Cho Jin Seong, Shin Sun Hyoung, Song Young Ju, Kim Hee Kyung, Park Min Ho, Yoon Jung Han, Jegal Young Jong
Department of Surgery, Chonnam National University Medical School, Gwangju, Korea.
J Korean Surg Soc. 2011 Dec;81(6):380-6. doi: 10.4174/jkss.2011.81.6.380. Epub 2011 Nov 25.
We investigated the incidence and risk factors of hypothyroidism after thyroid lobectomy, and evaluated the possibility to predict hypothyroidism preoperatively with serologic markers, such as thyrotropin (TSH), thyroglobulin (TG), anti-thyroglobulin (ATA), and anti-microsomal antibody (AMA).
We enrolled 123 consecutive patients who underwent thyroid lobectomy due to benign conditions between May 2004 and April 2008. Only preoperative euthyroid patients were included. Patients were divided into two groups by postoperative thyroid function outcomes, into hypothyroid (n = 97) and euthyroid groups (n = 26), and analyzed specially for the preoperative levels of TSH, TG, ATA, and AMA.

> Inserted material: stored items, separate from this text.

//! Flow-level behavior: termination, degradation, recovery, state routing.

mod common;

use arbor_contract::{
    CallbackContext, Content, FunctionDeclaration, FunctionTool, InvocationContext, LlmResponse,
    ModelError, Plugin, RunConfig, SessionService, Tool, ToolContext, ToolError, Toolset,
};
use arbor_runtime::{LlmAgent, Runner};
use async_trait::async_trait;
use common::{authors, calls_response, collect, payload, setup, ScriptedModel};
use serde_json::{json, Map, Value};
use std::sync::Arc;

fn echo_tool(name: &str) -> Arc<FunctionTool> {
    Arc::new(FunctionTool::new(
        FunctionDeclaration::new(name, "echo"),
        |_args| async { Ok(Map::new()) },
    ))
}

#[tokio::test]
async fn iteration_limit_yields_error_event() {
    // The model never stops asking for the tool.
    let model = Arc::new(ScriptedModel::new(
        (0..10).map(|_| calls_response(&[("t", "fc")])).collect(),
    ));
    let (runner, _) = setup(|sessions| {
        Runner::new(
            "app",
            Arc::new(LlmAgent::new("A", model.clone()).with_tool(echo_tool("t"))),
            sessions,
        )
        .unwrap()
    })
    .await;

    let config = RunConfig {
        max_iterations: 2,
        ..Default::default()
    };
    let events = collect(
        runner
            .run_with_config("u1", "s1", Content::user("go"), config)
            .await
            .unwrap(),
    )
    .await;

    let last = events.last().unwrap();
    assert_eq!(last.error_code.as_deref(), Some("iteration_limit"));
    assert_eq!(model.call_count(), 2);
}

#[tokio::test]
async fn unrecovered_model_error_terminates_with_error_event() {
    let model = Arc::new(ScriptedModel::from_results(vec![Err(
        ModelError::Provider("upstream 500".into()),
    )]));
    let (runner, sessions) = setup(|sessions| {
        Runner::new("app", Arc::new(LlmAgent::new("A", model.clone())), sessions).unwrap()
    })
    .await;

    let events = collect(runner.run("u1", "s1", Content::user("hi")).await.unwrap()).await;

    assert_eq!(authors(&events), vec!["user", "A"]);
    assert_eq!(events[1].error_code.as_deref(), Some("model_error"));
    assert!(events[1]
        .error_message
        .as_ref()
        .unwrap()
        .contains("upstream 500"));

    // Error events are part of the record.
    let session = sessions.get_session("app", "u1", "s1", None).await.unwrap();
    assert_eq!(session.events.len(), 2);
}

struct ModelFallback;

#[async_trait]
impl Plugin for ModelFallback {
    fn name(&self) -> &str {
        "fallback"
    }

    async fn on_model_error(
        &self,
        _ctx: &mut CallbackContext,
        _error: &ModelError,
    ) -> Option<LlmResponse> {
        Some(LlmResponse::text("fallback answer"))
    }
}

#[tokio::test]
async fn model_error_recovered_by_plugin() {
    let model = Arc::new(ScriptedModel::from_results(vec![Err(
        ModelError::Provider("down".into()),
    )]));
    let (runner, _) = setup(|sessions| {
        Runner::new("app", Arc::new(LlmAgent::new("A", model.clone())), sessions)
            .unwrap()
            .with_plugins(vec![Arc::new(ModelFallback)])
            .unwrap()
    })
    .await;

    let events = collect(runner.run("u1", "s1", Content::user("hi")).await.unwrap()).await;
    assert_eq!(events[1].content.as_ref().unwrap().text(), "fallback answer");
    assert!(events[1].error_code.is_none());
}

struct BrokenToolset;

#[async_trait]
impl Toolset for BrokenToolset {
    fn name(&self) -> &str {
        "broken"
    }

    async fn tools(&self, _ctx: &InvocationContext) -> Result<Vec<Arc<dyn Tool>>, ToolError> {
        Err(ToolError::Internal("listing failed".into()))
    }
}

#[tokio::test]
async fn failing_toolset_degrades_to_empty() {
    let model = Arc::new(ScriptedModel::new(vec![LlmResponse::text("still fine")]));
    let (runner, _) = setup(|sessions| {
        Runner::new(
            "app",
            Arc::new(
                LlmAgent::new("A", model.clone()).with_toolset(Arc::new(BrokenToolset)),
            ),
            sessions,
        )
        .unwrap()
    })
    .await;

    let events = collect(runner.run("u1", "s1", Content::user("hi")).await.unwrap()).await;
    assert_eq!(events[1].content.as_ref().unwrap().text(), "still fine");
}

#[tokio::test]
async fn unknown_tool_becomes_error_response() {
    let model = Arc::new(ScriptedModel::new(vec![
        calls_response(&[("ghost", "fc1")]),
        LlmResponse::text("noted"),
    ]));
    let (runner, _) = setup(|sessions| {
        Runner::new("app", Arc::new(LlmAgent::new("A", model.clone())), sessions).unwrap()
    })
    .await;

    let events = collect(runner.run("u1", "s1", Content::user("go")).await.unwrap()).await;

    let responses = events[2].function_responses();
    assert!(responses[0].response["error"]
        .as_str()
        .unwrap()
        .contains("ghost"));
    // The model saw the error payload and got to react.
    assert_eq!(events[3].content.as_ref().unwrap().text(), "noted");
}

#[tokio::test]
async fn failing_tool_becomes_error_response() {
    let model = Arc::new(ScriptedModel::new(vec![
        calls_response(&[("boom", "fc1")]),
        LlmResponse::text("recovered conversationally"),
    ]));
    let tool = Arc::new(FunctionTool::new(
        FunctionDeclaration::new("boom", "always fails"),
        |_args| async { Err(ToolError::ExecutionFailed("disk on fire".into())) },
    ));
    let (runner, _) = setup(|sessions| {
        Runner::new(
            "app",
            Arc::new(LlmAgent::new("A", model.clone()).with_tool(tool)),
            sessions,
        )
        .unwrap()
    })
    .await;

    let events = collect(runner.run("u1", "s1", Content::user("go")).await.unwrap()).await;
    let responses = events[2].function_responses();
    assert!(responses[0].response["error"]
        .as_str()
        .unwrap()
        .contains("disk on fire"));
}

#[tokio::test]
async fn long_running_tool_ends_turn_with_placeholder() {
    let model = Arc::new(ScriptedModel::new(vec![
        calls_response(&[("bg_job", "fc_bg")]),
        LlmResponse::text("should not be requested"),
    ]));
    let tool = Arc::new(
        FunctionTool::new(FunctionDeclaration::new("bg_job", "slow job"), |_args| async {
            Ok(payload(&[("status", json!("pending"))]))
        })
        .long_running(),
    );
    let (runner, _) = setup(|sessions| {
        Runner::new(
            "app",
            Arc::new(LlmAgent::new("A", model.clone()).with_tool(tool)),
            sessions,
        )
        .unwrap()
    })
    .await;

    let events = collect(runner.run("u1", "s1", Content::user("start")).await.unwrap()).await;

    let tool_event = events.last().unwrap();
    assert_eq!(tool_event.long_running_tool_ids, vec!["fc_bg".to_string()]);
    assert!(tool_event.is_final_response());
    assert_eq!(
        tool_event.function_responses()[0].response["status"],
        json!("pending")
    );
    // The placeholder ended the loop; no summarization round ran.
    assert_eq!(model.call_count(), 1);
}

struct StampEvents;

#[async_trait]
impl Plugin for StampEvents {
    fn name(&self) -> &str {
        "stamp"
    }

    async fn on_event(
        &self,
        _ctx: &InvocationContext,
        event: &arbor_contract::Event,
    ) -> Option<arbor_contract::Event> {
        let mut rewritten = event.clone();
        rewritten
            .actions
            .state_delta
            .insert("stamped".into(), json!(true));
        Some(rewritten)
    }
}

#[tokio::test]
async fn on_event_rewrites_are_what_gets_persisted() {
    let model = Arc::new(ScriptedModel::new(vec![LlmResponse::text("ok")]));
    let (runner, sessions) = setup(|sessions| {
        Runner::new("app", Arc::new(LlmAgent::new("A", model.clone())), sessions)
            .unwrap()
            .with_plugins(vec![Arc::new(StampEvents)])
            .unwrap()
    })
    .await;

    collect(runner.run("u1", "s1", Content::user("hi")).await.unwrap()).await;

    let session = sessions.get_session("app", "u1", "s1", None).await.unwrap();
    // The user event is committed before the agent runs; every
    // agent-yielded event passed through the rewrite.
    assert!(session
        .events
        .iter()
        .skip(1)
        .all(|e| e.actions.state_delta["stamped"] == json!(true)));
    assert_eq!(session.state["stamped"], json!(true));
}

#[tokio::test]
async fn partial_responses_stream_but_never_persist() {
    let mut fragment = LlmResponse::text("frag");
    fragment.partial = true;
    fragment.turn_complete = false;
    let model = Arc::new(ScriptedModel::new(vec![
        fragment,
        LlmResponse::text("full answer"),
    ]));
    let (runner, sessions) = setup(|sessions| {
        Runner::new("app", Arc::new(LlmAgent::new("A", model.clone())), sessions).unwrap()
    })
    .await;

    let events = collect(runner.run("u1", "s1", Content::user("hi")).await.unwrap()).await;

    // Caller sees the fragment...
    assert_eq!(events.len(), 3);
    assert!(events[1].partial);
    assert_eq!(events[2].content.as_ref().unwrap().text(), "full answer");

    // ...the session never does.
    let session = sessions.get_session("app", "u1", "s1", None).await.unwrap();
    assert_eq!(session.events.len(), 2);
    assert!(session.events.iter().all(|e| !e.partial));
}

struct WriterTool;

#[async_trait]
impl Tool for WriterTool {
    fn declaration(&self) -> FunctionDeclaration {
        FunctionDeclaration::new("writer", "writes scoped state")
    }

    async fn run(
        &self,
        _args: Map<String, Value>,
        ctx: &mut ToolContext,
    ) -> Result<Map<String, Value>, ToolError> {
        ctx.set_state("app:shared", json!("X"));
        ctx.set_state("temp:scratch", json!("gone"));
        ctx.set_state("local", json!(7));
        Ok(Map::new())
    }
}

#[tokio::test]
async fn tool_state_writes_apply_at_append() {
    let model = Arc::new(ScriptedModel::new(vec![
        calls_response(&[("writer", "fc1")]),
        LlmResponse::text("done"),
    ]));
    let (runner, sessions) = setup(|sessions| {
        Runner::new(
            "app",
            Arc::new(LlmAgent::new("A", model.clone()).with_tool(Arc::new(WriterTool))),
            sessions,
        )
        .unwrap()
    })
    .await;

    collect(runner.run("u1", "s1", Content::user("go")).await.unwrap()).await;

    let session = sessions.get_session("app", "u1", "s1", None).await.unwrap();
    assert_eq!(session.state["app:shared"], json!("X"));
    assert_eq!(session.state["local"], json!(7));
    assert!(!session.state.contains_key("temp:scratch"));
}

struct AgentGate {
    block: bool,
}

#[async_trait]
impl Plugin for AgentGate {
    fn name(&self) -> &str {
        "agent_gate"
    }

    async fn before_agent(
        &self,
        _agent: &dyn arbor_contract::Agent,
        ctx: &mut CallbackContext,
    ) -> Option<Content> {
        if self.block {
            ctx.set_state("gated", json!(true));
            Some(Content::model("agent disabled"))
        } else {
            None
        }
    }

    async fn after_agent(
        &self,
        _agent: &dyn arbor_contract::Agent,
        _ctx: &mut CallbackContext,
    ) -> Option<Content> {
        Some(Content::model("appended by gate"))
    }
}

#[tokio::test]
async fn before_agent_short_circuit_replaces_agent_body() {
    let model = Arc::new(ScriptedModel::new(vec![LlmResponse::text("never")]));
    let (runner, sessions) = setup(|sessions| {
        Runner::new("app", Arc::new(LlmAgent::new("A", model.clone())), sessions)
            .unwrap()
            .with_plugins(vec![Arc::new(AgentGate { block: true })])
            .unwrap()
    })
    .await;

    let events = collect(runner.run("u1", "s1", Content::user("hi")).await.unwrap()).await;

    assert_eq!(authors(&events), vec!["user", "A"]);
    assert_eq!(events[1].content.as_ref().unwrap().text(), "agent disabled");
    assert_eq!(model.call_count(), 0);

    // The callback's buffered write rode the synthetic event into state.
    let session = sessions.get_session("app", "u1", "s1", None).await.unwrap();
    assert_eq!(session.state["gated"], json!(true));
}

#[tokio::test]
async fn after_agent_appends_replacement_content() {
    let model = Arc::new(ScriptedModel::new(vec![LlmResponse::text("body")]));
    let (runner, _) = setup(|sessions| {
        Runner::new("app", Arc::new(LlmAgent::new("A", model.clone())), sessions)
            .unwrap()
            .with_plugins(vec![Arc::new(AgentGate { block: false })])
            .unwrap()
    })
    .await;

    let events = collect(runner.run("u1", "s1", Content::user("hi")).await.unwrap()).await;

    assert_eq!(authors(&events), vec!["user", "A", "A"]);
    assert_eq!(events[2].content.as_ref().unwrap().text(), "appended by gate");
}

#[tokio::test]
async fn cancelled_turn_stops_at_first_suspension_point() {
    let model = Arc::new(ScriptedModel::new(vec![LlmResponse::text("never")]));
    let (runner, _) = setup(|sessions| {
        Runner::new("app", Arc::new(LlmAgent::new("A", model.clone())), sessions).unwrap()
    })
    .await;

    let config = RunConfig::default();
    config.cancellation.cancel();
    let events = collect(
        runner
            .run_with_config("u1", "s1", Content::user("hi"), config)
            .await
            .unwrap(),
    )
    .await;

    // The committed user event survives; the model was never consulted.
    assert_eq!(authors(&events), vec!["user"]);
    assert_eq!(model.call_count(), 0);
}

Twenty-six (21.1%) patients developed hypothyroidism following thyroid lobectomy within 35.7 months of follow-up. The proportion of post-lobectomy hypothyroidism was high in patients with high-normal preoperative TSH level, and the cut-off value was 2.0 mIU/L, with 67% sensitivity and 75% specificity. The quantitative titer of preoperative TG, ATA, and AMA was not significant, but the outcome of categorical analysis of two or more positivities on these three markers was significantly higher in hypothyroid patients than in euthyroid patients (28.6% vs. 3.9%, P = 0.024). The combined positivity of preoperative TSH and two or more positivities of TG, ATA, and AMA possess 100% positive predictive value and 81% negative predictive value.
The incidence of hypothyroidism following thyroid lobectomy was 21.1%. High-normal preoperative TSH and two or more positivities for TG, ATA, and AMA are good pre-operative predictive markers. Such high-risk patients need close TSH monitoring before the onset of clinical hypothyroidism.
我们调查了甲状腺叶切除术后甲状腺功能减退的发生率和危险因素,并评估术前用血清学标志物(如促甲状腺激素(TSH)、甲状腺球蛋白(TG)、抗甲状腺球蛋白(ATA)和抗微粒体抗体(AMA))预测甲状腺功能减退的可能性。
我们纳入了2004年5月至2008年4月期间因良性疾病接受甲状腺叶切除术的123例连续患者。仅纳入术前甲状腺功能正常的患者。根据术后甲状腺功能结果将患者分为两组,即甲状腺功能减退组(n = 97)和甲状腺功能正常组(n = 26),并专门分析术前TSH、TG、ATA和AMA水平。
在35.7个月的随访期内,26例(21.1%)患者在甲状腺叶切除术后发生甲状腺功能减退。术前TSH水平略高于正常的患者,甲状腺叶切除术后甲状腺功能减退的比例较高,临界值为2.0 mIU/L,敏感性为67%,特异性为75%。术前TG、ATA和AMA的定量滴度无显著差异,但甲状腺功能减退患者中这三种标志物两项或更多项呈阳性的分类分析结果显著高于甲状腺功能正常患者(28.6%对3.9%,P = 0.024)。术前TSH阳性与TG、ATA和AMA两项或更多项阳性的联合具有100%的阳性预测值和81%的阴性预测值。
甲状腺叶切除术后甲状腺功能减退的发生率为21.1%。术前TSH略高于正常以及TG、ATA和AMA两项或更多项呈阳性是良好的术前预测标志物。此类高危患者在临床甲状腺功能减退发作前需要密切监测TSH。